Keep only those lines of the records that include the string "rest".

Source data START

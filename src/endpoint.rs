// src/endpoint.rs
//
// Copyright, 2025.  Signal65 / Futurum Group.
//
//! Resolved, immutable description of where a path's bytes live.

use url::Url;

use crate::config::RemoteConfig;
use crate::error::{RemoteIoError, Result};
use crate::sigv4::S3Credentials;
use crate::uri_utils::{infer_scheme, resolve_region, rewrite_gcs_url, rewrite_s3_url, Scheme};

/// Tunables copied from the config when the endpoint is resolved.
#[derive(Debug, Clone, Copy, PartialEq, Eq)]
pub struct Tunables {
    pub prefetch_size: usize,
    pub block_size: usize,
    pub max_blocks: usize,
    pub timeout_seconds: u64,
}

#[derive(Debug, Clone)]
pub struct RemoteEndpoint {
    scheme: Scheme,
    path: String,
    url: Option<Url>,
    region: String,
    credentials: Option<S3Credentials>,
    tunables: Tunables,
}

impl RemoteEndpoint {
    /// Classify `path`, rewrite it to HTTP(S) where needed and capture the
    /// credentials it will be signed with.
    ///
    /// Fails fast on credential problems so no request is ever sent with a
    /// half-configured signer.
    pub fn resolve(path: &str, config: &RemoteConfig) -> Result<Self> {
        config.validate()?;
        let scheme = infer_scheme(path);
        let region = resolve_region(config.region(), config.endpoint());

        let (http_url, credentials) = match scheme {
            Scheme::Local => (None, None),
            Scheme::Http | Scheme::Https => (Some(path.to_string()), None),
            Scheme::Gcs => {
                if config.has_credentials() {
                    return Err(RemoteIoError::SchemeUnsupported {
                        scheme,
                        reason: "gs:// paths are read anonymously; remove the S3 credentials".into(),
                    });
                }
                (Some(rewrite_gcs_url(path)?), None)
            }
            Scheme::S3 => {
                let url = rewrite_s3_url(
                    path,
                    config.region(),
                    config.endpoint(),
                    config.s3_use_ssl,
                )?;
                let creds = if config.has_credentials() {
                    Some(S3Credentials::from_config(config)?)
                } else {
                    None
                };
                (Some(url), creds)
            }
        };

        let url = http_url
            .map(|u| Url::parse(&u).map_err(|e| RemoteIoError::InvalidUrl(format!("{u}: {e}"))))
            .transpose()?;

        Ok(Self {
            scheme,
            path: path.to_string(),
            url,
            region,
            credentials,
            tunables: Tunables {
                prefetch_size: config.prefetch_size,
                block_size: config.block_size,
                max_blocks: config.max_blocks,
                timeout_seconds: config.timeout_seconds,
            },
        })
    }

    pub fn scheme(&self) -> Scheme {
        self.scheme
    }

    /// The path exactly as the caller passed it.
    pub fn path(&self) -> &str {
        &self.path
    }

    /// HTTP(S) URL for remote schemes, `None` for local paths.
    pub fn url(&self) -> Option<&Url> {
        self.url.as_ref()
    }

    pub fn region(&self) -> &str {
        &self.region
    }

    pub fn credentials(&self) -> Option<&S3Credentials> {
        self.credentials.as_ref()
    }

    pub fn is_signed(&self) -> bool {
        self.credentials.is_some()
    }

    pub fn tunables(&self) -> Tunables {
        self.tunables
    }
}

Source data END
Source data START

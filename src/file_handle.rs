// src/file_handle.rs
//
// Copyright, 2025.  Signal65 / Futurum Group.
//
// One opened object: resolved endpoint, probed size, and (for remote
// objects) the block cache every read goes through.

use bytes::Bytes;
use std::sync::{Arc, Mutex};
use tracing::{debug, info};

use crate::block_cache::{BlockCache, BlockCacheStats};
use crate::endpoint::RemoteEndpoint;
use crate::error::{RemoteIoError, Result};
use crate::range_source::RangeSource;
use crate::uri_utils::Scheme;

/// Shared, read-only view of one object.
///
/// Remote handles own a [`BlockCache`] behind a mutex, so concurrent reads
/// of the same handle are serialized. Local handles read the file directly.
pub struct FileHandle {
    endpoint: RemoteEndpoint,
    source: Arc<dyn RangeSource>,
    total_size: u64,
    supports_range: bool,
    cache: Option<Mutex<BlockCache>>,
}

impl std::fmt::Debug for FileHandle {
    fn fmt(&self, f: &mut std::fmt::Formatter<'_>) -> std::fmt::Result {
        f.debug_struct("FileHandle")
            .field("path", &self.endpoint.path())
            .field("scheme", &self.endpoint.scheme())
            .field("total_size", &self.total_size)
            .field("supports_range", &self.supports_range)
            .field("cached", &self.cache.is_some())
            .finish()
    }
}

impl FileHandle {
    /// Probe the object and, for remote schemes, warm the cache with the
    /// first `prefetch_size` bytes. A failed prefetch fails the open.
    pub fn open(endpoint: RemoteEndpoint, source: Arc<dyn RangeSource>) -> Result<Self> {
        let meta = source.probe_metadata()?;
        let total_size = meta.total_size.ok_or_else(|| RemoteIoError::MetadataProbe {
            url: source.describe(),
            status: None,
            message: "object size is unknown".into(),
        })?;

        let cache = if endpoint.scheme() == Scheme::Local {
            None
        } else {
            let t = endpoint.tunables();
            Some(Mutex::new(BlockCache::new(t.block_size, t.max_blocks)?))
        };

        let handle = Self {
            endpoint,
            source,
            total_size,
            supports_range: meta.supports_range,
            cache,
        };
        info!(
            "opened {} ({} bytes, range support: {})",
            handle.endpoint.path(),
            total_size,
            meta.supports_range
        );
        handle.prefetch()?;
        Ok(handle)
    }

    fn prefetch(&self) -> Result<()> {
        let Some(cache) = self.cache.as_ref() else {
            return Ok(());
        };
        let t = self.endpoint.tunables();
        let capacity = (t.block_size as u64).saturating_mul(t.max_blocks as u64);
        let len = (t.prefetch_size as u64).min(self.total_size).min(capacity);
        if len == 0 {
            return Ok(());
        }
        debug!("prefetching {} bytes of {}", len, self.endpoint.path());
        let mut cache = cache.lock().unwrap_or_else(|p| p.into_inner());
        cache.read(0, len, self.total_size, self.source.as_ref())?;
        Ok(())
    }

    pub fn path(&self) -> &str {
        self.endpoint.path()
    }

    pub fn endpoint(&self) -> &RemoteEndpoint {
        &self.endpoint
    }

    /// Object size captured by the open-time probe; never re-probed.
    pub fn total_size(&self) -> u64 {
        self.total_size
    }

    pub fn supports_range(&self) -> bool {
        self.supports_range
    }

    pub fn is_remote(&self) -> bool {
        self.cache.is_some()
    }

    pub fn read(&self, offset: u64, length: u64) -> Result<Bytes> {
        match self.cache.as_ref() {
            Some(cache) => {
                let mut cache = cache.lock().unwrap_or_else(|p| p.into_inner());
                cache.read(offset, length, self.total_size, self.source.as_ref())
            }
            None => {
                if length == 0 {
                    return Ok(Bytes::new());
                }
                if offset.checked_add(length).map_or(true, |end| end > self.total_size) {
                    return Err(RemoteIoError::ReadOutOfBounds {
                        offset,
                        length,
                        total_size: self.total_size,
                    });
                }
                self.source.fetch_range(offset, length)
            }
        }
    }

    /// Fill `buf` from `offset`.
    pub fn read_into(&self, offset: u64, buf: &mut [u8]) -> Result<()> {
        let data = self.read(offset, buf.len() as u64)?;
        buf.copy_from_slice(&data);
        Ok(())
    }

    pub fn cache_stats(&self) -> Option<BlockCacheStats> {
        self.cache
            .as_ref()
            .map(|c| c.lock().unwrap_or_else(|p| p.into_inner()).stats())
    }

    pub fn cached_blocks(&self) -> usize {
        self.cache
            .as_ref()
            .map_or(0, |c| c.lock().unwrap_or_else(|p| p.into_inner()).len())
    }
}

Source data END
Source data START

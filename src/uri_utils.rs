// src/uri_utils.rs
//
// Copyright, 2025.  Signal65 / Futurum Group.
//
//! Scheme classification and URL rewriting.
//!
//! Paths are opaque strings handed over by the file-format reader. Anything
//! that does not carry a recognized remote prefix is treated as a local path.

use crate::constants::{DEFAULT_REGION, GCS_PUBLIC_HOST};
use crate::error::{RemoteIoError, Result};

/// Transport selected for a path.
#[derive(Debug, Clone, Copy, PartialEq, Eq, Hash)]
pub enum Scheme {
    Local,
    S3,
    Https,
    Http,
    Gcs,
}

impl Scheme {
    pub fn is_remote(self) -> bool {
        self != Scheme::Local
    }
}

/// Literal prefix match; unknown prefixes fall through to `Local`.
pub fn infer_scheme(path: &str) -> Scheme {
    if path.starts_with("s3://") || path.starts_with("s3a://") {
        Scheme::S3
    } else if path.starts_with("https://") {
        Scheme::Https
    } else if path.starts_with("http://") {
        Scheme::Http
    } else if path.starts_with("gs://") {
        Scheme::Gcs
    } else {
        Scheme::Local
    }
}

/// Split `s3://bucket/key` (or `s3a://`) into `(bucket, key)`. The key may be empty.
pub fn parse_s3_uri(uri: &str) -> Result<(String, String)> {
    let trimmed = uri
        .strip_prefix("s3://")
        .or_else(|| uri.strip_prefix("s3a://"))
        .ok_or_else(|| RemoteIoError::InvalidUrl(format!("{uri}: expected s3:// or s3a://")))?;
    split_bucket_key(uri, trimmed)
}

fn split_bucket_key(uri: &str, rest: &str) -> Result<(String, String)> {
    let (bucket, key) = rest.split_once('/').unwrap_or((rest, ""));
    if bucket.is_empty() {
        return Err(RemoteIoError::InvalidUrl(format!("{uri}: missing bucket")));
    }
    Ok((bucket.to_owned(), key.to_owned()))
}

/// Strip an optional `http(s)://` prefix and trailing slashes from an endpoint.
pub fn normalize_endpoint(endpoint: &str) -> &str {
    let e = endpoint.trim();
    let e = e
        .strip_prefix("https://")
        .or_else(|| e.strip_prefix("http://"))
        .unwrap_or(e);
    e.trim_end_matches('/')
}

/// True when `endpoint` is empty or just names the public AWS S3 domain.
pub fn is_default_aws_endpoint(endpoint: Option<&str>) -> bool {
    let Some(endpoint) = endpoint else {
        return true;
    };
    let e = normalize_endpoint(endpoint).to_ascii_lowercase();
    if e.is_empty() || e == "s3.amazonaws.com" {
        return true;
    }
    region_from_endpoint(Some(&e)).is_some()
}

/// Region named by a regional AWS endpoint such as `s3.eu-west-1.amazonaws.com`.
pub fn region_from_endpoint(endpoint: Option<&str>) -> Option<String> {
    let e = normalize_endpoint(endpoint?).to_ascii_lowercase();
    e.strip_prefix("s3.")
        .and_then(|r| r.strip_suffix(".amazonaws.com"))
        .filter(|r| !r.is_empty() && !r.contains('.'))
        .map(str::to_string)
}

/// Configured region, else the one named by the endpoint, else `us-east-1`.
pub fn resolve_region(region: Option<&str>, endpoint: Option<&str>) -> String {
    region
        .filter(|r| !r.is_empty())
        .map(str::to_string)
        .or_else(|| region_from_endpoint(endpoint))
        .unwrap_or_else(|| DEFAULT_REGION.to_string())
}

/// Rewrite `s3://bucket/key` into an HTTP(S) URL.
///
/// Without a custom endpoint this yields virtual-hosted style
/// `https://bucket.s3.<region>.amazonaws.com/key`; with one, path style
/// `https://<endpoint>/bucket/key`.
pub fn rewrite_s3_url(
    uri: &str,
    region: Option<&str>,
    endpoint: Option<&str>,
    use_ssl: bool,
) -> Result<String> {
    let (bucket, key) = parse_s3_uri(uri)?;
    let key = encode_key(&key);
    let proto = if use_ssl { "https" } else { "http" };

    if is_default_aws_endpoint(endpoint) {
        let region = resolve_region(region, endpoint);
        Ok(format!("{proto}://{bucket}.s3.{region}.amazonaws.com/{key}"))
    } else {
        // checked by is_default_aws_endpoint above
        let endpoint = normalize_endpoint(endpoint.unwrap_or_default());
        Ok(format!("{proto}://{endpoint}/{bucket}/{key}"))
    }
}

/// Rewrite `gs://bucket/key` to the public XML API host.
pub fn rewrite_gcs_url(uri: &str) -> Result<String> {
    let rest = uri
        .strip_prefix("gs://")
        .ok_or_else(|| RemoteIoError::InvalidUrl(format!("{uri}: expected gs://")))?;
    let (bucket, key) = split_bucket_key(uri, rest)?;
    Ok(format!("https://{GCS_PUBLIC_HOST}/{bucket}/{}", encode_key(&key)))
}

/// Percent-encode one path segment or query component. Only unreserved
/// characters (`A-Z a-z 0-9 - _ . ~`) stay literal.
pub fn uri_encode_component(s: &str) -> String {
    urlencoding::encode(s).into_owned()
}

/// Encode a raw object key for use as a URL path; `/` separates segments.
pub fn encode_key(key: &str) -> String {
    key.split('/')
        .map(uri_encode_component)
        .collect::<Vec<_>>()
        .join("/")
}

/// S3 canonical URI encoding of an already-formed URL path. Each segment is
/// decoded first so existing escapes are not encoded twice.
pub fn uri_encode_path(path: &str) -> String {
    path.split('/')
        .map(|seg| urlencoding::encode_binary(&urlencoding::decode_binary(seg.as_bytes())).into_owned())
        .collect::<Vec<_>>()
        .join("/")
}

Source data END

= Expected answer =
fn split_bucket_key(uri: &str, rest: &str) -> Result<(String, String)> {
    let (bucket, key) = rest.split_once('/').unwrap_or((rest, ""));
    let rest = uri
    let (bucket, key) = split_bucket_key(uri, rest)?;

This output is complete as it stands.